(Dataset entries)
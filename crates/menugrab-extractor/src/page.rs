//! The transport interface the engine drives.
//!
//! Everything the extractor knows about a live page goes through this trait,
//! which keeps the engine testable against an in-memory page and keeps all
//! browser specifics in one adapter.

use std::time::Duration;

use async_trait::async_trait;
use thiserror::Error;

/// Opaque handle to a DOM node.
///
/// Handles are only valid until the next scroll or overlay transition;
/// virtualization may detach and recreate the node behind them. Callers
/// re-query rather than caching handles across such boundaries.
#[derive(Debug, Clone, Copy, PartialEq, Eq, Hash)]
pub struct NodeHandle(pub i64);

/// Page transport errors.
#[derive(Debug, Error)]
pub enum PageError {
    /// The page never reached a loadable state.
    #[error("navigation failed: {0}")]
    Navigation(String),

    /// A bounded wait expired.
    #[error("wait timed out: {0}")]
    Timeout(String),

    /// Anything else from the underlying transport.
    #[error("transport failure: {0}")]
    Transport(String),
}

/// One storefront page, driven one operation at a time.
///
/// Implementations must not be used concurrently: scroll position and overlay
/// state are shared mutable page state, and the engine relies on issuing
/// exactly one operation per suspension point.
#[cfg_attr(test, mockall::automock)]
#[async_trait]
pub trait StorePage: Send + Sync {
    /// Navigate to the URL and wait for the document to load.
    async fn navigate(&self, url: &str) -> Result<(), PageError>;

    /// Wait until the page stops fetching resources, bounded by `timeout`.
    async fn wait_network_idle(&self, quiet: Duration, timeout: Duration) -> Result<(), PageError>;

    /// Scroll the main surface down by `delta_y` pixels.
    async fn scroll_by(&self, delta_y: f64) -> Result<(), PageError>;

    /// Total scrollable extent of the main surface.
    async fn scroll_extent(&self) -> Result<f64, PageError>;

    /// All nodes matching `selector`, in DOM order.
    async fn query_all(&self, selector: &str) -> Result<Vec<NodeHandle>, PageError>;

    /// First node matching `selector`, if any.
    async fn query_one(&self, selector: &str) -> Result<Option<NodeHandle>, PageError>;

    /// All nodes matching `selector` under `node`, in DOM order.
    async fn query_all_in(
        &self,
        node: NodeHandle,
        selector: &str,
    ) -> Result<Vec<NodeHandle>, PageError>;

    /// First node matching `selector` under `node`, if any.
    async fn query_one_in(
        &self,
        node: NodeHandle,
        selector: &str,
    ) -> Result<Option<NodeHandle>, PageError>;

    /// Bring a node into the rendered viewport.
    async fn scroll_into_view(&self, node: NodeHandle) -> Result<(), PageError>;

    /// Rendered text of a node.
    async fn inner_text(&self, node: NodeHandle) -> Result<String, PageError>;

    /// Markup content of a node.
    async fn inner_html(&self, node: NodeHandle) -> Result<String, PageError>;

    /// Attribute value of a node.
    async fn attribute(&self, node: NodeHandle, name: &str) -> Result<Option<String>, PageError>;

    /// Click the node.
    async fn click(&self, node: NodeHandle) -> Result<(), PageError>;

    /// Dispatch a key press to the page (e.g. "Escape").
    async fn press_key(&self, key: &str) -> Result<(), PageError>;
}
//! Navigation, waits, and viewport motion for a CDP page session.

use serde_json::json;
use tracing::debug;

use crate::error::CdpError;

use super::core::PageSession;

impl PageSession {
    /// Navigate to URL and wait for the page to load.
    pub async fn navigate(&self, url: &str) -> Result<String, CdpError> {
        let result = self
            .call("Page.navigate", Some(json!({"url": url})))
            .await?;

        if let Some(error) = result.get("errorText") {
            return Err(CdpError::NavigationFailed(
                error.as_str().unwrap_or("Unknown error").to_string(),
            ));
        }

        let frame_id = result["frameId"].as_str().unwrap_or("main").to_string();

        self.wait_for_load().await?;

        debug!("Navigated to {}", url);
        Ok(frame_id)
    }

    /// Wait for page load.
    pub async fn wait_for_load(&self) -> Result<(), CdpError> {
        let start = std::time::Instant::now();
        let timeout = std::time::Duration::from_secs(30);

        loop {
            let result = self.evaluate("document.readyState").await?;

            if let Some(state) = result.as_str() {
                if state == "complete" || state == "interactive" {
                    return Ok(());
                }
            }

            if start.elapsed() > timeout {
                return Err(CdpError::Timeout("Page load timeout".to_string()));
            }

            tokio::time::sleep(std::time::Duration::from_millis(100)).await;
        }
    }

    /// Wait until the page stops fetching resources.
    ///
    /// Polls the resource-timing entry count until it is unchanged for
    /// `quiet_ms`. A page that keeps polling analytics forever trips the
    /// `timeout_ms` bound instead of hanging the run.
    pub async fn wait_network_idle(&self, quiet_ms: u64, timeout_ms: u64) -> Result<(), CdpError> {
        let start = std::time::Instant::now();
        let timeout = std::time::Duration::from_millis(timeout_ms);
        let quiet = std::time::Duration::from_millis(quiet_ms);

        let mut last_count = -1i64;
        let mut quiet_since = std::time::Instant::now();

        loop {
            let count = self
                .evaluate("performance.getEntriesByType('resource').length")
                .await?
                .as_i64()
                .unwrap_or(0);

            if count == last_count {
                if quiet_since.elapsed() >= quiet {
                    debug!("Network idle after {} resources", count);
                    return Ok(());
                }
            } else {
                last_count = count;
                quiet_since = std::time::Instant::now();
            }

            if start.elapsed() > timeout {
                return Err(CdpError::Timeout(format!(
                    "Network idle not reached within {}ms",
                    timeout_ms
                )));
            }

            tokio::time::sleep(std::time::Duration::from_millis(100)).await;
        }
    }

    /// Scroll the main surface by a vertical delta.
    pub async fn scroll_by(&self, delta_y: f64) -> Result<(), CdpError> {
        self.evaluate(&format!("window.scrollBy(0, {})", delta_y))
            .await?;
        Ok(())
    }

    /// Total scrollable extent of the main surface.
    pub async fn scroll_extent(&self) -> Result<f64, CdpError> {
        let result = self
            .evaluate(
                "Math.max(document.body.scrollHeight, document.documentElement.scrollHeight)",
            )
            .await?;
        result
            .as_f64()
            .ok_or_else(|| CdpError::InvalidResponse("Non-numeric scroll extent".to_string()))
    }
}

--

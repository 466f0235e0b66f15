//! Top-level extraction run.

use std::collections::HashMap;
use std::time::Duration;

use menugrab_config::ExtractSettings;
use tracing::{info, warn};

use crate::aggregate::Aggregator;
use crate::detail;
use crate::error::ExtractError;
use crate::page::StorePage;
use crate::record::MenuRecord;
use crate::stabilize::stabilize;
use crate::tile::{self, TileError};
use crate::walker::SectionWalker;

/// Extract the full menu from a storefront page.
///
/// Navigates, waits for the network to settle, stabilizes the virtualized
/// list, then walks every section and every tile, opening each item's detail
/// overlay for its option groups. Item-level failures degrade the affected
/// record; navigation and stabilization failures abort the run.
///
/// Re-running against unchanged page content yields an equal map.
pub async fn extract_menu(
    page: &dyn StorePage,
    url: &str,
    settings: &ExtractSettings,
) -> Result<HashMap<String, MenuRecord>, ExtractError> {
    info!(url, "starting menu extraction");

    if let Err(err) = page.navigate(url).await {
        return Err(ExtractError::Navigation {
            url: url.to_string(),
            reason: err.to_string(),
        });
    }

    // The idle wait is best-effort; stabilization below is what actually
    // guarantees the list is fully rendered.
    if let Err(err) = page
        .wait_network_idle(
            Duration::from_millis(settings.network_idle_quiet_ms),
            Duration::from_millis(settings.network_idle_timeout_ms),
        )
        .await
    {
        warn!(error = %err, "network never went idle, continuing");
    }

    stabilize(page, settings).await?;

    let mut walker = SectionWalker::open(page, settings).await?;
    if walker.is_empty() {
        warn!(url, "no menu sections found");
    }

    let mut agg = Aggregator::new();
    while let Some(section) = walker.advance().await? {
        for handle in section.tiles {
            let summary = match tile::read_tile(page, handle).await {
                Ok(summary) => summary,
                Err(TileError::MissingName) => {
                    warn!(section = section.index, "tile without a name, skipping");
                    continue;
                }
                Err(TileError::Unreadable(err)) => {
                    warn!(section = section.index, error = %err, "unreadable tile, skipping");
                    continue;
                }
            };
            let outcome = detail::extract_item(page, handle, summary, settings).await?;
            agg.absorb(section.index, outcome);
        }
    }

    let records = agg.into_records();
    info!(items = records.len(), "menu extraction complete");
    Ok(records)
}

» Required action:
Start with the line above that contains "relies on issuing" and stop after the line that contains "async fn navigate(&self, url: &str) -> Result<(), PageError>;". Output those lines exactly, and only those.

» Solution to the exercise:
/// state are shared mutable page state, and the engine relies on issuing
/// exactly one operation per suspension point.
#[cfg_attr(test, mockall::automock)]
#[async_trait]
pub trait StorePage: Send + Sync {
    /// Navigate to the URL and wait for the document to load.
    async fn navigate(&self, url: &str) -> Result<(), PageError>;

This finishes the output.